Recently during our little getaway to Devon on one of our trips out sightseeing and taking in the glorious scenery that is North Devon we happened upon these beautiful flowerbeds in the front approaches of the small museum in the village of Porlock.
Porlock is of course best known for the part it played in the story of the Lynmouth Lifeboat which (courtesy of Wikipedia) goes as follows:
At 7:52pm on 12 January 1899, a 1,900 ton three-masted ship Forrest Hall, carrying thirteen crew and five apprentices, was in trouble off Porlock Weir on the North Somerset coast to a severe gale which had been blowing all day. She had been under tow, but the tow rope had broken. She was dragging her anchor and had lost her steering gear. The ship’s destruction was probable. The alarm was raised for the Louisa, the Lynmouth lifeboat, to be launched to assist. However, due to the terrible weather, the launch was impossible. Jack Crocombe, the coxswain of Louisa proposed to take the boat by road to Porlock’s sheltered harbour — 13 miles (21 km) around the coast — and launch it from there.
The boat plus its carriage weighed about 10 tons, and transporting it would not be easy. 20 horses and 100 men started by hauling the boat up the 1 in 4 Countisbury Hill out of Lynmouth. Six of the men were sent ahead with picks and shovels to widen the road. The highest point is 1,423 feet (434 m) above sea level. After crossing the 15 miles (24 km) of wild Exmoor paths, the dangerous Porlock Hill had to be descended with horses and men pulling ropes to stall the descent; during this they had to demolish part of a garden wall and fell a large tree to make a way. The lifeboat reached Porlock Weir at 6:30 A.M. and was launched. Although cold, wet, hungry and exhausted, the crew rowed for over an hour in heavy seas to reach the stricken Forest Hall and rescue the thirteen men and five apprentices with no casualties; but four of the horses used died of exhaustion. The Forrest Hall was later towed into Barry, Wales.
…anyway back to the story of the flowerbeds!
Inspired by what we had seen, we decided to try to enhance our back garden and give it the “Cottage Garden” look, so with a little planning (back of a cereal box at the kitchen table) the project began…
We decided that the flowerbeds would be best built with bricks and the first step was to lay out a basic design of what we were looking to acheive, and this gave us a starting point, after which it was time to begin the digging of the foundations, nothing major, just about 6 inches of concrete to form a bed for the bricks.
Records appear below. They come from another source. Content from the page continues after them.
//! satdl-core: downlink decoding for small-satellite captures.
//!
//! Turns ground-station captures (hex text or KISS logs) into the JPEG
//! images and housekeeping telemetry the satellites send down.
//!
//! # Architecture
//!
//! The crate is organized into layers:
//!
//! - **Protocol**: Constants, KISS codec, frame records and per-variant layouts
//! - **Source**: Capture format detection and normalization
//! - **Image**: Base calibration, address-driven reassembly, completeness checks
//! - **Telemetry**: Stratosat-TK1 housekeeping decoder
//! - **Events**: Observer pattern for UI decoupling
//! - **Session**: High-level orchestrator
//!
//! # Example
//!
//! ```no_run
//! use satdl_core::{DecodeSession, Protocol, SessionConfig};
//!
//! let config = SessionConfig {
//!     input_path: Some("stratosat_pass.txt".to_string()),
//!     protocol: Protocol::Stratosat,
//!     ..Default::default()
//! };
//!
//! let outcome = DecodeSession::new(config).run().expect("decode failed");
//! println!("{} bytes", outcome.image.len());
//! ```

pub mod events;
pub mod image;
pub mod protocol;
pub mod session;
pub mod source;
pub mod telemetry;

// Re-exports for convenience
pub use events::{DecodeEvent, DecodeObserver, DecodePhase, NullObserver, TracingObserver};
pub use image::{
    CalibrationResult, CompletenessReport, ImageBuffer, Reassembly, calibrate,
    check_completeness, reassemble,
};
pub use protocol::{FrameLayout, FrameRecord, Protocol, SIREN_LAYOUT, STRATOSAT_LAYOUT};
pub use session::{DecodeSession, ImageOutcome, SessionConfig, SessionError};
pub use source::{InputFormat, NormalizedInput, normalize};
pub use telemetry::{TelemetryRecord, is_telemetry_frame};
The progression was then fairly quick over the next few days…
I have to be fair though all the running around certainly did wear me out a bit, I think it took a particular toll on my legs…
Well after all the hard work, we ran out of bricks to finish the path and I am still trying to hunt down a supplier that will provide me with a bulk bag of purple slate chippings, but we thought we would at least do some plant hunting, and this involved a few visits to various garden centres, but I think that now that we have begun the planting of the flower beds, that all in all the project has been a really worthwhile one…
Don’t worry, I will keep you all updated and I will post some more piccies when we have completed the garden!!!